Exercise: Copy the records below verbatim, from the first line through the line containing "render_header(f, chunks[0], app);", inclusive, and output nothing else.

====== The data ======

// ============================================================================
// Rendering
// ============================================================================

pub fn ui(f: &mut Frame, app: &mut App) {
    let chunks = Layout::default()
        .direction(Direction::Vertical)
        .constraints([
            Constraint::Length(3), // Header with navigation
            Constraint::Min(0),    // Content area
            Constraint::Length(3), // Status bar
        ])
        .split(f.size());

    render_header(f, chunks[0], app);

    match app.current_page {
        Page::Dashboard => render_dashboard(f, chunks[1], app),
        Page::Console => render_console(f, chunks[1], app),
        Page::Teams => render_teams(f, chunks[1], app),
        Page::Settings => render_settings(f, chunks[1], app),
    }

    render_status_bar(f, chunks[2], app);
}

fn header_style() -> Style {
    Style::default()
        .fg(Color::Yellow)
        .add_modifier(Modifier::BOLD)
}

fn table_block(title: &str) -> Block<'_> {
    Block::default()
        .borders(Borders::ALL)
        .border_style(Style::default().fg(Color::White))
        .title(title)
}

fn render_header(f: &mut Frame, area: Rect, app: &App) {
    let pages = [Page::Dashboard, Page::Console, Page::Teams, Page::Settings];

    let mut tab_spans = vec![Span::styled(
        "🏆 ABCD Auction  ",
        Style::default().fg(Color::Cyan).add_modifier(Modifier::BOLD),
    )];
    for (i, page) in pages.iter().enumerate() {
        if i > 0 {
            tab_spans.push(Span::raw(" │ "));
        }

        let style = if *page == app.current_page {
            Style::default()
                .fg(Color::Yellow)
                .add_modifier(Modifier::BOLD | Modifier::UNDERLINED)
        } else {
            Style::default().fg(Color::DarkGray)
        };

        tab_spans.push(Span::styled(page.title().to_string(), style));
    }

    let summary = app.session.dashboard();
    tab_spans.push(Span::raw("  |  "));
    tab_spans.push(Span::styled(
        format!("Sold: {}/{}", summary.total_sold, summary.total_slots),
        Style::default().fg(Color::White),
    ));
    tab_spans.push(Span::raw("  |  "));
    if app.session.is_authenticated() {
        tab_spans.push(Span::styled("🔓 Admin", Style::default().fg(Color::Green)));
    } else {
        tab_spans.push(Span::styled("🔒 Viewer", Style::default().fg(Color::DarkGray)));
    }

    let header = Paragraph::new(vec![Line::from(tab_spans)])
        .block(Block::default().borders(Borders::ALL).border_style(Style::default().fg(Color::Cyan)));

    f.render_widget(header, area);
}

======

Response:
// ============================================================================
// Rendering
// ============================================================================

pub fn ui(f: &mut Frame, app: &mut App) {
    let chunks = Layout::default()
        .direction(Direction::Vertical)
        .constraints([
            Constraint::Length(3), // Header with navigation
            Constraint::Min(0),    // Content area
            Constraint::Length(3), // Status bar
        ])
        .split(f.size());

    render_header(f, chunks[0], app);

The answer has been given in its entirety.